The final, and most recent brush I’ve had with something unexplained happened, again, at an old house, where I was staying with a group of other writers for the weekend. I was working at my laptop, with my back towards the room, when without any warning every hair rose on the back of my neck, just the way a cat’s does. I was startled, but because the room was empty when I looked around I put it down to my imagination and went back to work. Not fifteen minutes later, all my hackles rose again, this time so sharply that it rattled me enough to turn around and tell the empty air behind me, ‘Cut it OUT.’
I ended up switching my room with a friend who was actually hoping it might be a ghost, because she’d always wanted to see one. She didn’t. We both had good sleeps, in our switched-around rooms, but a few of the other guests had strange encounters with things that went bump in the night, and next morning our hosts said that things had been known to “happen” quite frequently in the room under the one I’d first had. They’d had ghost-busters out, at one point. Good to know.

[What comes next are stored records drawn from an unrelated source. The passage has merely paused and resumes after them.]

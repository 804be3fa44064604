//! Axis positions and the arithmetic used to shift them.
//!
//! A position is either a single value or one value per input field of an
//! axis. Arithmetic follows one broadcasting rule: a scalar combined with a
//! vector is applied to every element; two vectors must have the same length.
//! There is no implicit coercion between a one-element vector and a scalar.

use serde::{Deserialize, Serialize};
use std::fmt;

use crate::error::{ScanError, ScanResult};

/// Position of an axis.
#[derive(Debug, Clone, PartialEq, Serialize, Deserialize)]
#[serde(untagged)]
pub enum Position {
    /// Single-field axis
    Scalar(f64),
    /// One value per field
    Vector(Vec<f64>),
}

impl Position {
    /// Number of elements (1 for a scalar).
    pub fn len(&self) -> usize {
        match self {
            Position::Scalar(_) => 1,
            Position::Vector(values) => values.len(),
        }
    }

    /// True for an empty vector.
    pub fn is_empty(&self) -> bool {
        matches!(self, Position::Vector(values) if values.is_empty())
    }

    /// Elements as a flat list.
    pub fn values(&self) -> Vec<f64> {
        match self {
            Position::Scalar(value) => vec![*value],
            Position::Vector(values) => values.clone(),
        }
    }

    /// The value of a scalar position.
    pub fn as_scalar(&self) -> Option<f64> {
        match self {
            Position::Scalar(value) => Some(*value),
            Position::Vector(_) => None,
        }
    }

    /// Build a position with one value per field, collapsing a single field
    /// to a scalar.
    pub fn from_fields(values: Vec<f64>) -> Self {
        if values.len() == 1 {
            Position::Scalar(values[0])
        } else {
            Position::Vector(values)
        }
    }

    /// Keep only the first `fields` elements (the moving part of a position
    /// that also carries read-only extra fields).
    pub fn leading(&self, fields: usize) -> ScanResult<Position> {
        match self {
            Position::Scalar(_) if fields <= 1 => Ok(self.clone()),
            Position::Scalar(_) => Err(ScanError::ShapeMismatch {
                left: 1,
                right: fields,
            }),
            Position::Vector(values) if values.len() >= fields => {
                Ok(Position::from_fields(values[..fields].to_vec()))
            }
            Position::Vector(values) => Err(ScanError::ShapeMismatch {
                left: values.len(),
                right: fields,
            }),
        }
    }

    /// Element-wise sum. See [`add`].
    pub fn add(&self, other: &Position) -> ScanResult<Position> {
        self.zip_with(other, |a, b| a + b)
    }

    /// Element-wise product. See [`mult`].
    pub fn mult(&self, other: &Position) -> ScanResult<Position> {
        self.zip_with(other, |a, b| a * b)
    }

    /// Multiply every element by a constant.
    #[must_use]
    pub fn scale(&self, factor: f64) -> Position {
        self.map(|value| value * factor)
    }

    /// Apply `op` to every element.
    #[must_use]
    pub fn map(&self, op: impl Fn(f64) -> f64) -> Position {
        match self {
            Position::Scalar(value) => Position::Scalar(op(*value)),
            Position::Vector(values) => Position::Vector(values.iter().map(|v| op(*v)).collect()),
        }
    }

    fn zip_with(&self, other: &Position, op: impl Fn(f64, f64) -> f64) -> ScanResult<Position> {
        match (self, other) {
            (Position::Scalar(a), Position::Scalar(b)) => Ok(Position::Scalar(op(*a, *b))),
            (Position::Scalar(a), Position::Vector(bs)) => {
                Ok(Position::Vector(bs.iter().map(|b| op(*a, *b)).collect()))
            }
            (Position::Vector(values), Position::Scalar(b)) => {
                Ok(Position::Vector(values.iter().map(|a| op(*a, *b)).collect()))
            }
            (Position::Vector(left), Position::Vector(right)) => {
                if left.len() != right.len() {
                    return Err(ScanError::ShapeMismatch {
                        left: left.len(),
                        right: right.len(),
                    });
                }
                Ok(Position::Vector(
                    left.iter().zip(right).map(|(a, b)| op(*a, *b)).collect(),
                ))
            }
        }
    }
}

impl From<f64> for Position {
    fn from(value: f64) -> Self {
        Position::Scalar(value)
    }
}

impl From<Vec<f64>> for Position {
    fn from(values: Vec<f64>) -> Self {
        Position::Vector(values)
    }
}

impl fmt::Display for Position {
    fn fmt(&self, f: &mut fmt::Formatter<'_>) -> fmt::Result {
        match self {
            Position::Scalar(value) => write!(f, "{value}"),
            Position::Vector(values) => {
                let parts: Vec<String> = values.iter().map(|v| v.to_string()).collect();
                write!(f, "[{}]", parts.join(", "))
            }
        }
    }
}

/// Add two positions.
///
/// Scalar + scalar is ordinary addition, vector + vector is element-wise and
/// requires equal lengths, and a scalar operand is broadcast over a vector.
pub fn add(a: &Position, b: &Position) -> ScanResult<Position> {
    a.add(b)
}

/// Multiply two positions with the same broadcasting rules as [`add`].
pub fn mult(a: &Position, b: &Position) -> ScanResult<Position> {
    a.mult(b)
}

#[cfg(test)]
mod tests {
    use super::*;

    fn assert_close(actual: &Position, expected: &[f64]) {
        let values = actual.values();
        assert_eq!(values.len(), expected.len(), "length of {actual}");
        for (a, e) in values.iter().zip(expected) {
            assert!((a - e).abs() < 1e-12, "{actual} != {expected:?}");
        }
    }

    #[test]
    fn scalar_addition_is_ordinary_addition() {
        let sum = add(&Position::Scalar(1.5), &Position::Scalar(2.0)).unwrap();
        assert_eq!(sum, Position::Scalar(3.5));
    }

    #[test]
    fn vectors_add_element_wise() {
        let sum = add(&vec![1.0, 2.0].into(), &vec![0.1, 0.2].into()).unwrap();
        assert!(matches!(sum, Position::Vector(_)));
        assert_close(&sum, &[1.1, 2.2]);
    }

    #[test]
    fn unequal_vectors_are_rejected() {
        let err = add(&vec![1.0, 2.0].into(), &vec![3.0, 4.0, 5.0].into()).unwrap_err();
        assert!(matches!(err, ScanError::ShapeMismatch { left: 2, right: 3 }));
        assert!(err.is_usage());
    }

    #[test]
    fn scalar_broadcasts_over_vector() {
        let product = mult(&Position::Scalar(2.0), &vec![1.0, -3.0].into()).unwrap();
        assert_eq!(product, Position::Vector(vec![2.0, -6.0]));

        let sum = add(&vec![1.0, 2.0, 3.0].into(), &Position::Scalar(0.5)).unwrap();
        assert_eq!(sum, Position::Vector(vec![1.5, 2.5, 3.5]));
    }

    #[test]
    fn single_element_vector_stays_a_vector() {
        let sum = add(&vec![1.0].into(), &Position::Scalar(1.0)).unwrap();
        assert_eq!(sum, Position::Vector(vec![2.0]));
    }

    #[test]
    fn leading_slices_input_fields() {
        let full = Position::Vector(vec![1.0, 2.0, 99.0]);
        assert_eq!(full.leading(2).unwrap(), Position::Vector(vec![1.0, 2.0]));
        assert_eq!(full.leading(1).unwrap(), Position::Scalar(1.0));
        assert!(full.leading(4).is_err());
        assert_eq!(
            Position::Scalar(4.0).leading(1).unwrap(),
            Position::Scalar(4.0)
        );
    }
}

One great thing about being a writer is that none of what we experience is ever wasted. The cold spot that moved in our old bookshop basement went into The Shadowy Horses, and made a good scene. And my ghostly patrolman in Wales helped create the right sort of an atmosphere while I was reading the proofs of The Shadowy Horses there, putting the finishing touches on my ghostly Sentinel. As for the…well, the whatever-it-was at the weekend retreat, I’m quite sure it will work its way into a story, as well, given time.
But I’d still like to hear my great-grandmother’s tales. Hers would probably put mine to shame. Do you have any shivery ghost stories in your own family?